* WORK ORDER: Using the records below, give again exactly the lines from the line that contains "pub trait Cmp" through the line that contains "fn find_short_succ(&self, a: &[u8]) -> Vec<u8>;", both ends included, and only those.
-------- DATASET EXCERPTS
use std::{cmp::Ordering, rc::Rc};

use crate::{
    key_types::{self, LookupKey},
    types,
};

/// Comparator trait, supporting comparators that nest an inner one (add additional behavior on
/// top, as `InternalKeyCmp` does over a user-supplied byte comparator).
pub trait Cmp {
    /// Compares two byte strings, bytewise by default.
    fn cmp(&self, a: &[u8], b: &[u8]) -> Ordering;
    /// Returns the shortest byte string that compares "Greater" than the first argument and
    /// "Less" than the second. The engine only uses this to shrink index keys, so correctness
    /// must never depend on the result being minimal — only on it lying in `[a, b)`.
    fn find_shortest_sep(&self, a: &[u8], b: &[u8]) -> Vec<u8>;
    /// Returns a short byte string that compares "Greater" than the argument.
    fn find_short_succ(&self, a: &[u8]) -> Vec<u8>;
    /// A unique identifier for a comparator. A wrapper (like `InternalKeyCmp`) returns the id of
    /// its inner comparator, since the wire format only ever names the user comparator.
    fn id(&self) -> &'static str;
}

/// Lexicographic (bytewise) comparator; the default and the one used throughout this crate's own
/// tests.
#[derive(Clone)]
pub struct DefaultCmp;

impl Cmp for DefaultCmp {
    fn cmp(&self, a: &[u8], b: &[u8]) -> Ordering {
        a.cmp(b)
    }

    fn id(&self) -> &'static str {
        "leveldb.BytewiseComparator"
    }

    fn find_shortest_sep(&self, a: &[u8], b: &[u8]) -> Vec<u8> {
        if a == b {
            return a.to_vec();
        }

        let min = std::cmp::min(a.len(), b.len());
        let mut diff_at = 0;

        while diff_at < min && a[diff_at] == b[diff_at] {
            diff_at += 1;
        }

        while diff_at < min {
            let byte = a[diff_at];
            if byte < 0xff && byte + 1 < b[diff_at] {
                let mut sep = Vec::from(&a[0..diff_at + 1]);
                sep[diff_at] += 1;
                assert!(self.cmp(&sep, b) == Ordering::Less);
                return sep;
            }
            diff_at += 1;
        }

        // Backup case: either `a` is a prefix of `b`, `a` is full of 0xff, or all differing
        // places are less than 2 characters apart. The result is not necessarily short, but it's
        // a correct separator.
        let mut sep = a.to_vec();
        sep[a.len() - 1] += 1;
        sep
    }

    fn find_short_succ(&self, a: &[u8]) -> Vec<u8> {
        let mut result = a.to_vec();
        for i in 0..a.len() {
            if a[i] != 0xff {
                result[i] += 1;
                result.truncate(i + 1);
                return result;
            }
        }
        // Rare path: `a` is all 0xff bytes; there is no short successor, so append one more byte.
        result.push(0xff);
        result
    }
}

/// Wraps a user comparator to compare `InternalKey`s as defined by the engine: ascending on user
/// key, then *descending* on sequence number, so that among entries for the same user key the
/// newest (highest sequence) sorts first.
#[derive(Clone)]
pub struct InternalKeyCmp(pub Rc<Box<dyn Cmp>>);

impl InternalKeyCmp {
    /// Compares two keys using only the underlying user comparator, ignoring the internal-key
    /// tag. Used where callers already hold bare user keys.
    pub fn cmp_inner(&self, a: &[u8], b: &[u8]) -> Ordering {
        self.0.cmp(a, b)
    }
}

impl Cmp for InternalKeyCmp {
    fn cmp(&self, a: &[u8], b: &[u8]) -> Ordering {
        let (_, seqa, keya) = key_types::parse_internal_key(a);
        let (_, seqb, keyb) = key_types::parse_internal_key(b);

        match self.0.cmp(keya, keyb) {
            Ordering::Less => Ordering::Less,
            Ordering::Greater => Ordering::Greater,
            // Reverse comparison on sequence: a higher sequence sorts as "smaller" so that the
            // newest version of a user key is seen first during a forward scan.
            Ordering::Equal => seqb.cmp(&seqa),
        }
    }

    fn id(&self) -> &'static str {
        self.0.id()
    }

    fn find_shortest_sep(&self, a: &[u8], b: &[u8]) -> Vec<u8> {
        let (_, seqa, keya) = key_types::parse_internal_key(a);
        let (_, _, keyb) = key_types::parse_internal_key(b);

        let sep: Vec<u8> = self.0.find_shortest_sep(keya, keyb);

        if sep.len() < keya.len() && self.0.cmp(keya, &sep) == Ordering::Less {
            LookupKey::new(&sep, types::MAX_SEQUENCE_NUMBER)
                .internal_key()
                .to_vec()
        } else {
            LookupKey::new(&sep, seqa).internal_key().to_vec()
        }
    }

    fn find_short_succ(&self, a: &[u8]) -> Vec<u8> {
        let (_, seq, key) = key_types::parse_internal_key(a);
        let succ: Vec<u8> = self.0.find_short_succ(key);
        LookupKey::new(&succ, seq).internal_key().to_vec()
    }
}

#[cfg(test)]
mod tests {
    use super::*;
    use key_types::LookupKey;

    use std::rc::Rc;

    #[test]
    fn test_cmp_defaultcmp_shortest_sep() {
        assert_eq!(
            DefaultCmp.find_shortest_sep("abcd".as_bytes(), "abcf".as_bytes()),
            "abce".as_bytes()
        );
        assert_eq!(
            DefaultCmp.find_shortest_sep("abc".as_bytes(), "acd".as_bytes()),
            "abd".as_bytes()
        );
        assert_eq!(
            DefaultCmp.find_shortest_sep("abcdefghi".as_bytes(), "abcffghi".as_bytes()),
            "abce".as_bytes()
        );
        assert_eq!(
            DefaultCmp.find_shortest_sep("a".as_bytes(), "a".as_bytes()),
            "a".as_bytes()
        );
        assert_eq!(
            DefaultCmp.find_shortest_sep("a".as_bytes(), "b".as_bytes()),
            "b".as_bytes()
        );
        assert_eq!(
            DefaultCmp.find_shortest_sep("abc".as_bytes(), "zzz".as_bytes()),
            "b".as_bytes()
        );
        assert_eq!(
            DefaultCmp.find_shortest_sep("yyy".as_bytes(), "z".as_bytes()),
            "yyz".as_bytes()
        );
        assert_eq!(
            DefaultCmp.find_shortest_sep("".as_bytes(), "".as_bytes()),
            "".as_bytes()
        );
    }

    #[test]
    fn test_cmp_defaultcmp_short_succ() {
        assert_eq!(
            DefaultCmp.find_short_succ("abcd".as_bytes()),
            "b".as_bytes()
        );
        assert_eq!(
            DefaultCmp.find_short_succ("zzzz".as_bytes()),
            "{".as_bytes()
        );
        assert_eq!(DefaultCmp.find_short_succ(&[]), &[0xff]);
        assert_eq!(
            DefaultCmp.find_short_succ(&[0xff, 0xff, 0xff]),
            &[0xff, 0xff, 0xff, 0xff]
        );
    }

    #[test]
    fn test_cmp_internalkeycmp_shortest_sep() {
        let cmp = InternalKeyCmp(Rc::new(Box::new(DefaultCmp)));
        assert_eq!(
            cmp.find_shortest_sep(
                LookupKey::new("abcd".as_bytes(), 1).internal_key(),
                LookupKey::new("abcf".as_bytes(), 2).internal_key()
            ),
            LookupKey::new("abce".as_bytes(), 1).internal_key()
        );
        assert_eq!(
            cmp.find_shortest_sep(
                LookupKey::new("abc".as_bytes(), 1).internal_key(),
                LookupKey::new("zzz".as_bytes(), 2).internal_key()
            ),
            LookupKey::new("b".as_bytes(), types::MAX_SEQUENCE_NUMBER).internal_key()
        );
        assert_eq!(
            cmp.find_shortest_sep(
                LookupKey::new("abc".as_bytes(), 1).internal_key(),
                LookupKey::new("acd".as_bytes(), 2).internal_key()
            ),
            LookupKey::new("abd".as_bytes(), 1).internal_key()
        );
        assert_eq!(
            cmp.find_shortest_sep(
                LookupKey::new("".as_bytes(), 1).internal_key(),
                LookupKey::new("".as_bytes(), 2).internal_key()
            ),
            LookupKey::new("".as_bytes(), 1).internal_key()
        );
        assert_eq!(
            cmp.find_shortest_sep(
                LookupKey::new("abc".as_bytes(), 2).internal_key(),
                LookupKey::new("abc".as_bytes(), 2).internal_key()
            ),
            LookupKey::new("abc".as_bytes(), 2).internal_key()
        );
    }

    #[test]
    fn test_cmp_internalkeycmp() {
        let cmp = InternalKeyCmp(Rc::new(Box::new(DefaultCmp)));
        // a < b < c
        let a = LookupKey::new("abc".as_bytes(), 2).internal_key().to_vec();
        let b = LookupKey::new("abc".as_bytes(), 1).internal_key().to_vec();
        let c = LookupKey::new("abd".as_bytes(), 3).internal_key().to_vec();
        let d = "xyy".as_bytes();
        let e = "xyz".as_bytes();

        assert_eq!(Ordering::Less, cmp.cmp(&a, &b));
        assert_eq!(Ordering::Equal, cmp.cmp(&a, &a));
        assert_eq!(Ordering::Greater, cmp.cmp(&b, &a));
        assert_eq!(Ordering::Less, cmp.cmp(&a, &c));
        assert_eq!(Ordering::Less, cmp.cmp_inner(d, e));
        assert_eq!(Ordering::Greater, cmp.cmp_inner(e, d));
    }

}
----------------
* SOLUTION TO THE PROBLEM:
pub trait Cmp {
    /// Compares two byte strings, bytewise by default.
    fn cmp(&self, a: &[u8], b: &[u8]) -> Ordering;
    /// Returns the shortest byte string that compares "Greater" than the first argument and
    /// "Less" than the second. The engine only uses this to shrink index keys, so correctness
    /// must never depend on the result being minimal — only on it lying in `[a, b)`.
    fn find_shortest_sep(&self, a: &[u8], b: &[u8]) -> Vec<u8>;
    /// Returns a short byte string that compares "Greater" than the argument.
    fn find_short_succ(&self, a: &[u8]) -> Vec<u8>;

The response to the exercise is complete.